• Приглашаем посетить наш сайт
    Фонвизин (fonvizin.lit-info.ru)
  • Лира Новалиса

    ЛИРА НОВАЛИСА

    Отрадно видеть, что почин литературных сфер, вращающихся около великого мастера новейшей немецкой поэзии, Стефана Георге, как вокруг своего центрального светила, привлек внимание современников на Новалиса-лирика и помог нашей эпохе многосторонне осознать огромное явление новой обще-европейской, — точнее и определеннее — христианской культуры, каким представляется творчество гениального создателя «храмовой легенды» романтиков о Голубом Цветке. До поры символизма в Германии не знали, что Новалису (род. 1772, ум. 1801 г.) принадлежит одно из первых мест в поэтической иерархии после-гетевского периода. Народ в лице религиозных общин оценил лучше литературно-образованного общества подлинность и высоту лирических вдохновений юноши-теурга.

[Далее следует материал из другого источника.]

//! Shadow-row and query result types.

use chrono::{DateTime, Utc};
use serde::{Deserialize, Serialize};

use crate::{key::PrimaryKey, revision::Revision};

/// Position in a shadow table's change sequence. `0` means "no changes".
pub type Version = i64;

/// One row of a shadow table: the change metadata for one primary key.
#[derive(Debug, Clone, PartialEq, Serialize, Deserialize)]
pub struct ShadowRow {
  pub key:        PrimaryKey,
  /// Milliseconds since the epoch when the key was first seen.
  pub added_ms:   i64,
  /// Milliseconds since the epoch of the latest insert, update or delete.
  pub updated_ms: i64,
  pub version:    Version,
  /// Tombstone flag; the tracked row is gone but its history is kept.
  pub deleted:    bool,
}

impl ShadowRow {
  pub fn added_at(&self) -> Option<DateTime<Utc>> {
    DateTime::from_timestamp_millis(self.added_ms)
  }

  pub fn updated_at(&self) -> Option<DateTime<Utc>> {
    DateTime::from_timestamp_millis(self.updated_ms)
  }
}

/// A ready-to-splice "changed since version V" predicate over a tracked
/// table.
///
/// The threshold is left as the named parameter [`SinceFilter::PARAM`] so
/// callers bind it themselves.
#[derive(Debug, Clone, PartialEq, Eq, Serialize, Deserialize)]
pub struct SinceFilter {
  pub shadow_table: String,
  pub primary_keys: Vec<String>,
  /// SQL boolean expression over the tracked table's key columns.
  pub where_clause: String,
}

impl SinceFilter {
  /// Parameter name (without sigil) the predicate expects.
  pub const PARAM: &'static str = "chronicle_since";

  pub fn human_description(&self, since: Version) -> String {
    format!("modified since version {since}")
  }
}

/// What [`upgrade`](crate::ChangeTracker::upgrade) did.
#[derive(Debug, Clone, Copy, PartialEq, Eq, Serialize, Deserialize)]
#[serde(tag = "outcome", rename_all = "snake_case")]
pub enum UpgradeOutcome {
  AlreadyCurrent,
  Upgraded { from: Revision },
}
//! The `ChangeTracker` trait.
//!
//! Implemented by storage backends (e.g. `chronicle-sqlite`). Calling layers
//! such as the CLI depend on this abstraction, and decide for themselves who
//! may enable or disable tracking.

use std::future::Future;

use crate::{
  revision::Revision,
  shadow::{ShadowRow, SinceFilter, UpgradeOutcome, Version},
};

/// Abstraction over a change-tracking backend.
///
/// Every schema-changing operation is a single transaction: it either fully
/// applies or leaves the database untouched.
pub trait ChangeTracker: Send + Sync {
  type Error: std::error::Error + Send + Sync + 'static;

  // ── Schema management ─────────────────────────────────────────────────

  /// Create the shadow table for `table`, backfill it and install triggers.
  ///
  /// Returns the maximum version after backfill, which equals the number of
  /// pre-existing rows.
  fn enable<'a>(
    &'a self,
    table: &'a str,
    primary_keys: &'a [String],
  ) -> impl Future<Output = Result<Version, Self::Error>> + Send + 'a;

  /// Drop the triggers and shadow table. All history is lost.
  fn disable<'a>(
    &'a self,
    table: &'a str,
  ) -> impl Future<Output = Result<(), Self::Error>> + Send + 'a;

  /// Classify the shadow table of `table`.
  fn detect_revision<'a>(
    &'a self,
    table: &'a str,
  ) -> impl Future<Output = Result<Revision, Self::Error>> + Send + 'a;

  /// Migrate the shadow table of `table` to [`Revision::CURRENT`].
  /// Idempotent.
  fn upgrade<'a>(
    &'a self,
    table: &'a str,
  ) -> impl Future<Output = Result<UpgradeOutcome, Self::Error>> + Send + 'a;

  // ── Queries ───────────────────────────────────────────────────────────

  /// Shadow rows with a version strictly greater than `since`, tombstones
  /// included, in version order.
  fn changed_since<'a>(
    &'a self,
    table: &'a str,
    since: Version,
  ) -> impl Future<Output = Result<Vec<ShadowRow>, Self::Error>> + Send + 'a;

  /// Latest version of `table`, or `0` when nothing has been recorded.
  fn max_version<'a>(
    &'a self,
    table: &'a str,
  ) -> impl Future<Output = Result<Version, Self::Error>> + Send + 'a;

  /// Predicate selecting tracked rows changed since a bound version.
  fn since_filter<'a>(
    &'a self,
    table: &'a str,
  ) -> impl Future<Output = Result<SinceFilter, Self::Error>> + Send + 'a;

  // ── Discovery ─────────────────────────────────────────────────────────

  /// The primary-key columns of `table`, in key order.
  fn primary_keys<'a>(
    &'a self,
    table: &'a str,
  ) -> impl Future<Output = Result<Vec<String>, Self::Error>> + Send + 'a;

  fn is_tracked<'a>(
    &'a self,
    table: &'a str,
  ) -> impl Future<Output = Result<bool, Self::Error>> + Send + 'a;

  /// Every table with a shadow table, sorted by name.
  fn tracked_tables(
    &self,
  ) -> impl Future<Output = Result<Vec<String>, Self::Error>> + Send + '_;
}
//! Trigger generation and installation.
//!
//! Trigger SQL is a pure function of the tracked table's name, its key
//! columns and the target revision's engine columns. Triggers are never
//! patched: a revision change drops and regenerates all three.
//!
//! Every trigger allocates its version as
//! `COALESCE((SELECT MAX(version) FROM shadow), 0) + 1`, evaluated per
//! affected row. A statement touching N rows therefore consumes N
//! consecutive versions, assigned in whatever order SQLite visits the rows.
//!
//! Rows removed by an `OR REPLACE` conflict only reach the delete trigger
//! when `recursive_triggers` is on (see
//! [`engine::prepare_connection`](crate::engine::prepare_connection)). On a
//! connection without it, such a row keeps its live shadow entry; a
//! same-key replace is still recorded through the insert trigger's upsert.

use chronicle_core::{
  naming::{self, TriggerKind},
  revision::EngineColumns,
};
use rusqlite::Connection;

use crate::{
  sql::{column_list, key_match, pseudo_row_list, quote_ident},
  Result,
};

/// Milliseconds since the Unix epoch, computed by SQLite itself so the
/// triggers work for every client writing to the table.
pub const NOW_MS: &str = "CAST((julianday('now') - 2440587.5) * 86400000 AS INTEGER)";

/// A generated `CREATE TRIGGER` statement.
#[derive(Debug, Clone)]
pub struct TriggerSql {
  pub kind: TriggerKind,
  pub name: String,
  pub sql:  String,
}

fn next_version(shadow: &str, columns: &EngineColumns) -> String {
  format!(
    "COALESCE((SELECT MAX({version}) FROM {shadow}), 0) + 1",
    version = quote_ident(columns.version),
  )
}

/// Body of the trigger for `kind`, without the `CREATE TRIGGER` header.
fn body(kind: TriggerKind, shadow: &str, keys: &[String], columns: &EngineColumns) -> String {
  let next    = next_version(shadow, columns);
  let added   = quote_ident(columns.added);
  let updated = quote_ident(columns.updated);
  let version = quote_ident(columns.version);
  let deleted = quote_ident(columns.deleted);
  let key_list = column_list(keys);

  match kind {
    // Fresh keys get a new row; a tombstoned (or replaced) key reuses its row
    // and takes the new spelling of a key its collation considers equal.
    TriggerKind::Insert => format!(
      "  INSERT INTO {shadow} ({key_list}, {added}, {updated}, {version}, {deleted})
  VALUES ({new_keys}, {NOW_MS}, {NOW_MS}, {next}, 0)
  ON CONFLICT ({key_list}) DO UPDATE SET{assign_keys}
    {updated} = excluded.{updated},
    {version} = excluded.{version},
    {deleted} = 0;",
      new_keys = pseudo_row_list("NEW", keys),
      assign_keys = keys
        .iter()
        .map(|k| {
          let col = quote_ident(k);
          format!("\n    {col} = excluded.{col},")
        })
        .collect::<String>(),
    ),

    // The shadow row follows a key change. OR REPLACE lets it take over a
    // tombstone already holding the new key; the version subquery is
    // evaluated before that tombstone goes, so the sequence never steps back.
    TriggerKind::Update => {
      let assign_keys = keys
        .iter()
        .map(|k| {
          let col = quote_ident(k);
          format!(",\n    {col} = NEW.{col}")
        })
        .collect::<String>();

      format!(
        "  UPDATE OR REPLACE {shadow} SET
    {updated} = {NOW_MS},
    {version} = {next}{assign_keys}
  WHERE {match_old};",
        match_old = key_match("OLD", keys),
      )
    }

    TriggerKind::Delete => format!(
      "  UPDATE {shadow} SET
    {updated} = {NOW_MS},
    {version} = {next},
    {deleted} = 1
  WHERE {match_old};",
      match_old = key_match("OLD", keys),
    ),
  }
}

/// The three triggers for `table`, in insert/update/delete order.
pub fn trigger_sql(table: &str, keys: &[String], columns: &EngineColumns) -> [TriggerSql; 3] {
  let shadow = quote_ident(&naming::shadow_table_name(table));
  let target = quote_ident(table);

  TriggerKind::ALL.map(|kind| {
    let name = naming::trigger_name(table, kind);
    let sql = format!(
      "CREATE TRIGGER {trigger} AFTER {event} ON {target} FOR EACH ROW\nBEGIN\n{body}\nEND",
      trigger = quote_ident(&name),
      event = kind.event(),
      body = body(kind, &shadow, keys, columns),
    );
    TriggerSql { kind, name, sql }
  })
}

pub fn install(
  conn: &Connection,
  table: &str,
  keys: &[String],
  columns: &EngineColumns,
) -> Result<()> {
  for trigger in trigger_sql(table, keys, columns) {
    tracing::debug!(table, trigger = %trigger.name, sql = %trigger.sql, "installing trigger");
    conn.execute_batch(&trigger.sql)?;
  }
  Ok(())
}

/// Drop whichever of the three triggers exist.
pub fn remove(conn: &Connection, table: &str) -> Result<()> {
  for kind in TriggerKind::ALL {
    conn.execute_batch(&format!(
      "DROP TRIGGER IF EXISTS {}",
      quote_ident(&naming::trigger_name(table, kind))
    ))?;
  }
  Ok(())
}

#[cfg(test)]
mod tests {
  use chronicle_core::revision::{current_columns, Revision};

  use super::*;

  fn keys(names: &[&str]) -> Vec<String> { names.iter().map(|s| s.to_string()).collect() }

  #[test]
  fn one_trigger_per_event() {
    let [insert, update, delete] = trigger_sql("dogs", &keys(&["id"]), current_columns());

    assert_eq!(insert.name, "_chronicle_dogs_ai");
    assert!(insert.sql.starts_with(
      "CREATE TRIGGER \"_chronicle_dogs_ai\" AFTER INSERT ON \"dogs\" FOR EACH ROW"
    ));
    assert_eq!(update.kind, TriggerKind::Update);
    assert!(update.sql.contains("AFTER UPDATE ON \"dogs\""));
    assert_eq!(delete.name, "_chronicle_dogs_ad");
    assert!(delete.sql.contains("\"__deleted\" = 1\n  WHERE \"id\" IS OLD.\"id\";"));
  }

  #[test]
  fn every_trigger_allocates_from_the_shadow_max() {
    let next = "COALESCE((SELECT MAX(\"__version\") FROM \"_chronicle_dogs\"), 0) + 1";
    for trigger in trigger_sql("dogs", &keys(&["id"]), current_columns()) {
      assert!(trigger.sql.contains(next), "{}", trigger.sql);
    }
  }

  #[test]
  fn insert_upserts_on_the_full_key() {
    let [insert, ..] = trigger_sql("pets", &keys(&["owner", "name"]), current_columns());
    assert!(insert.sql.contains("VALUES (NEW.\"owner\", NEW.\"name\","));
    assert!(insert.sql.contains("ON CONFLICT (\"owner\", \"name\") DO UPDATE SET"));
    assert!(insert.sql.contains("\"owner\" = excluded.\"owner\","));
    assert!(insert.sql.contains("\"__deleted\" = 0;"));
  }

  #[test]
  fn update_moves_the_key_and_matches_old_tuple() {
    let [_, update, _] = trigger_sql("pets", &keys(&["owner", "name"]), current_columns());
    assert!(update.sql.contains("\"owner\" = NEW.\"owner\""));
    assert!(update.sql.contains("\"name\" = NEW.\"name\""));
    assert!(
      update
        .sql
        .contains("WHERE \"owner\" IS OLD.\"owner\" AND \"name\" IS OLD.\"name\";")
    );
    assert!(update.sql.contains("UPDATE OR REPLACE \"_chronicle_pets\" SET"));
  }

  #[test]
  fn legacy_revision_uses_legacy_columns() {
    let legacy = Revision::V1.columns().unwrap();
    let [insert, ..] = trigger_sql("dogs", &keys(&["id"]), legacy);
    assert!(insert.sql.contains("\"added_ms\", \"updated_ms\", \"version\", \"deleted\""));
    assert!(!insert.sql.contains("__version"));
  }
}
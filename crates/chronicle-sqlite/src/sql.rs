//! Small SQL text builders shared by the DDL and trigger generators.

/// Quote an identifier for SQLite, doubling embedded quotes.
pub fn quote_ident(name: &str) -> String { format!("\"{}\"", name.replace('"', "\"\"")) }

/// `"a", "b", "c"`
pub fn column_list<S: AsRef<str>>(columns: &[S]) -> String {
  columns
    .iter()
    .map(|c| quote_ident(c.as_ref()))
    .collect::<Vec<_>>()
    .join(", ")
}

/// `NEW."a", NEW."b"`: columns of a trigger pseudo-row.
pub fn pseudo_row_list<S: AsRef<str>>(pseudo: &str, columns: &[S]) -> String {
  columns
    .iter()
    .map(|c| format!("{pseudo}.{}", quote_ident(c.as_ref())))
    .collect::<Vec<_>>()
    .join(", ")
}

/// `"a" IS OLD."a" AND "b" IS OLD."b"`
///
/// `IS` rather than `=` so NULL key values (legal in non-integer SQLite
/// primary keys) still match.
pub fn key_match<S: AsRef<str>>(pseudo: &str, columns: &[S]) -> String {
  columns
    .iter()
    .map(|c| {
      let col = quote_ident(c.as_ref());
      format!("{col} IS {pseudo}.{col}")
    })
    .collect::<Vec<_>>()
    .join(" AND ")
}

#[cfg(test)]
mod tests {
  use super::*;

  #[test]
  fn quotes_embedded_quotes() {
    assert_eq!(quote_ident("dogs"), "\"dogs\"");
    assert_eq!(quote_ident("we\"ird"), "\"we\"\"ird\"");
  }

  #[test]
  fn composite_key_fragments() {
    let keys = ["owner", "name"];
    assert_eq!(column_list(&keys), "\"owner\", \"name\"");
    assert_eq!(pseudo_row_list("NEW", &keys), "NEW.\"owner\", NEW.\"name\"");
    assert_eq!(
      key_match("OLD", &keys),
      "\"owner\" IS OLD.\"owner\" AND \"name\" IS OLD.\"name\""
    );
  }
}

    В беглой заметке не место обсуждать смысл и связь этого необычайного творчества. Новалис, создатель песен и баллад, вместе простодушных и замысловато-иносказательных, романтически-причудливых и символически-точных, мало притязательных и не всегда выдержанных по стилю и все же музыкально-стройных и намечающих неожиданно-новые возможности словесной мелодии, — Новалис, мифотворец и слагатель гимнов, Новалис, орган тайного предания и вместе самостоятельный мыслитель, Новалис, мудрец-сказочник и дитя-учитель, — главнее же и первее всего, Новалис — личность, как внешний образ и образ внутренний, — все эти лики органически нераздельны, и ни одного из них нельзя уразуметь до конца, не уразумев остальных. Наименее уместна была бы попытка истолковательной характеристики по поводу сообщаемых ниже переложений из романа «Офтердинген» (к которым мы присовокупили только «Смерть Гения» из отдела «Разных Стихотворений», по изданию Тика); цельнее вырисовывается облик поэта из «Гимнов к Ночи» и столь глубоко народных и младенчески-ясных «Духовных Стихов». Настоящая публикация лишь предваряет появление «Лиры Новалиса» в нашем переложении.*

    Примечание

    «Лира Новалиса» занимает в поэтической деятельности В. И. особое место, и поэтому печатается в предлагаемой книге наряду с оригинальными сочинениями.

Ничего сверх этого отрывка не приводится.